Henri-Lloyd Limited
- Industry: Clothing manufacturing, Retail
- Founded: 1963
- Founders: Angus Lloyd; Henri Strzelecki;
- Headquarters: Manchester, United Kingdom
- Key people: Graham Allen (CEO)
- Products: Clothing
- Owner: Monte Rosa Capital
- Website: henrilloyd.com

= Henri Lloyd =

British clothing brand

Henri Lloyd is a British clothing brand that specialised in sailing apparel and fashion for men and women.
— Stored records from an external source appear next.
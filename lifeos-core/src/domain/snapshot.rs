//! Snapshot domain model

use serde::de::DeserializeOwned;
use serde::{Deserialize, Serialize};
use serde_json::Value;

/// The complete application state at backup time.
///
/// The vault never looks inside: a snapshot is any JSON value, and its
/// byte form is the compact `serde_json` encoding.
#[derive(Debug, Clone, PartialEq, Serialize, Deserialize)]
#[serde(transparent)]
pub struct Snapshot(Value);

impl Snapshot {
    pub fn new(value: Value) -> Self {
        Self(value)
    }

    /// Build a snapshot from any serializable state value
    pub fn from_serializable<T: Serialize>(state: &T) -> serde_json::Result<Self> {
        serde_json::to_value(state).map(Self)
    }

    /// Decode the snapshot into a typed state value
    pub fn to_deserialized<T: DeserializeOwned>(&self) -> serde_json::Result<T> {
        T::deserialize(&self.0)
    }

    /// Parse a snapshot from its serialized bytes
    pub fn from_slice(bytes: &[u8]) -> serde_json::Result<Self> {
        serde_json::from_slice(bytes).map(Self)
    }

    /// Serialize to compact JSON bytes
    pub fn to_bytes(&self) -> Vec<u8> {
        // Display on Value writes compact JSON into a String and cannot fail
        self.0.to_string().into_bytes()
    }

    pub fn as_value(&self) -> &Value {
        &self.0
    }

    /// Number of top-level entries (object members or array items)
    pub fn entry_count(&self) -> usize {
        match &self.0 {
            Value::Object(map) => map.len(),
            Value::Array(items) => items.len(),
            Value::Null => 0,
            _ => 1,
        }
    }
}

impl From<Value> for Snapshot {
    fn from(value: Value) -> Self {
        Self(value)
    }
}
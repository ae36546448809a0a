//! Port definitions (hexagonal architecture)
//!
//! Ports define the interfaces for external dependencies. The core domain
//! depends only on these traits, not on concrete implementations.

mod state_store;

pub use state_store::StateStore;
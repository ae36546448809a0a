//! Core domain entities
//!
//! Pure data structures with validation logic - no I/O or external dependencies.

mod backup;
pub mod encryption;
pub mod result;
mod snapshot;

pub use backup::{BackupInfo, BackupMetadata, EncryptedBackup};
pub use encryption::Passphrase;
pub use result::{Error, OperationResult, VaultError};
pub use snapshot::Snapshot;
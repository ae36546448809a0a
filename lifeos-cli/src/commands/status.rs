//! Status command

use anyhow::Result;
use colored::Colorize;

use super::get_context;
use crate::output;

pub fn run(json: bool) -> Result<()> {
    let ctx = get_context()?;
    let status = ctx.status()?;

    if json {
        println!("{}", serde_json::to_string_pretty(&status)?);
        return Ok(());
    }

    println!("{}", "LifeOS Status".bold());
    println!("  Stored keys: {}", status.total_keys);
    println!("  Stored data: {}", output::format_size(status.stored_bytes as u64));
    match status.database_bytes {
        Some(bytes) => println!(
            "  Database: {} ({})",
            ctx.store.db_path().display(),
            output::format_size(bytes)
        ),
        None => println!("  Database: {}", ctx.store.db_path().display()),
    }
    println!();
    println!("{}", "Backups".bold());
    println!("  Directory: {}", ctx.backup_service.backups_dir().display());
    println!("  Count: {}", status.total_backups);
    match &status.latest_backup {
        Some(latest) => println!(
            "  Latest: {} ({})",
            latest.name,
            latest.created_at.format("%Y-%m-%d %H:%M:%S")
        ),
        None => output::warning("  No backups yet. Run `lifeos backup export` to create one."),
    }
    println!("  Format: {}", status.backup_format);

    Ok(())
}
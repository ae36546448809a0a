//! In-process state store

use std::collections::BTreeMap;
use std::sync::{RwLock, RwLockReadGuard, RwLockWriteGuard};

use crate::domain::result::{Error, Result};
use crate::ports::StateStore;

/// State held in a sorted map; nothing touches disk
#[derive(Debug, Default)]
pub struct MemoryStateStore {
    entries: RwLock<BTreeMap<String, String>>,
}

impl MemoryStateStore {
    pub fn new() -> Self {
        Self::default()
    }

    /// Seed a store from existing entries
    pub fn with_entries<K, V>(entries: impl IntoIterator<Item = (K, V)>) -> Self
    where
        K: Into<String>,
        V: Into<String>,
    {
        Self {
            entries: RwLock::new(
                entries
                    .into_iter()
                    .map(|(k, v)| (k.into(), v.into()))
                    .collect(),
            ),
        }
    }

    fn read(&self) -> Result<RwLockReadGuard<'_, BTreeMap<String, String>>> {
        self.entries
            .read()
            .map_err(|e| Error::database(format!("Lock poisoned: {}", e)))
    }

    fn write(&self) -> Result<RwLockWriteGuard<'_, BTreeMap<String, String>>> {
        self.entries
            .write()
            .map_err(|e| Error::database(format!("Lock poisoned: {}", e)))
    }
}

impl StateStore for MemoryStateStore {
    fn get(&self, key: &str) -> Result<Option<String>> {
        Ok(self.read()?.get(key).cloned())
    }

    fn set(&self, key: &str, value: &str) -> Result<()> {
        self.write()?.insert(key.to_string(), value.to_string());
        Ok(())
    }

    fn remove(&self, key: &str) -> Result<bool> {
        Ok(self.write()?.remove(key).is_some())
    }

    fn entries(&self) -> Result<Vec<(String, String)>> {
        Ok(self
            .read()?
            .iter()
            .map(|(k, v)| (k.clone(), v.clone()))
            .collect())
    }

    fn replace_all(&self, entries: &[(String, String)]) -> Result<()> {
        // Build the new map first so the swap under the lock cannot fail midway
        let replacement: BTreeMap<String, String> = entries.iter().cloned().collect();
        *self.write()? = replacement;
        Ok(())
    }

    fn len(&self) -> Result<usize> {
        Ok(self.read()?.len())
    }
}

#[cfg(test)]
mod tests {
    use super::*;

    #[test]
    fn test_basic_operations() {
        let store = MemoryStateStore::with_entries([("habits", "[]")]);
        assert_eq!(store.get("habits").unwrap().as_deref(), Some("[]"));

        store.set("journal", "[\"day one\"]").unwrap();
        assert_eq!(store.keys().unwrap(), vec!["habits", "journal"]);

        assert!(store.remove("habits").unwrap());
        assert_eq!(store.len().unwrap(), 1);
    }

    #[test]
    fn test_replace_all() {
        let store = MemoryStateStore::with_entries([("a", "1"), ("b", "2")]);
        store
            .replace_all(&[("c".to_string(), "3".to_string())])
            .unwrap();
        assert_eq!(
            store.entries().unwrap(),
            vec![("c".to_string(), "3".to_string())]
        );
    }
}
Established in Manchester in 1963, the company had 40 stores spanning the UK, Australia, the Middle East, and Europe. In June 2018, the brand, stock and 5 stores were acquired by Swedish investment firm, Aligro Group, and subsequently, the brand underwent a redesign and refocused on European sailors. In 2022 was acquired again by Monte Rosa Capital

==History==
Henri-Lloyd Limited was founded in 1963 in Manchester by Henri Strzelecki, a Polish soldier who moved to Manchester to study textiles during the war, alongside his partner Angus Lloyd.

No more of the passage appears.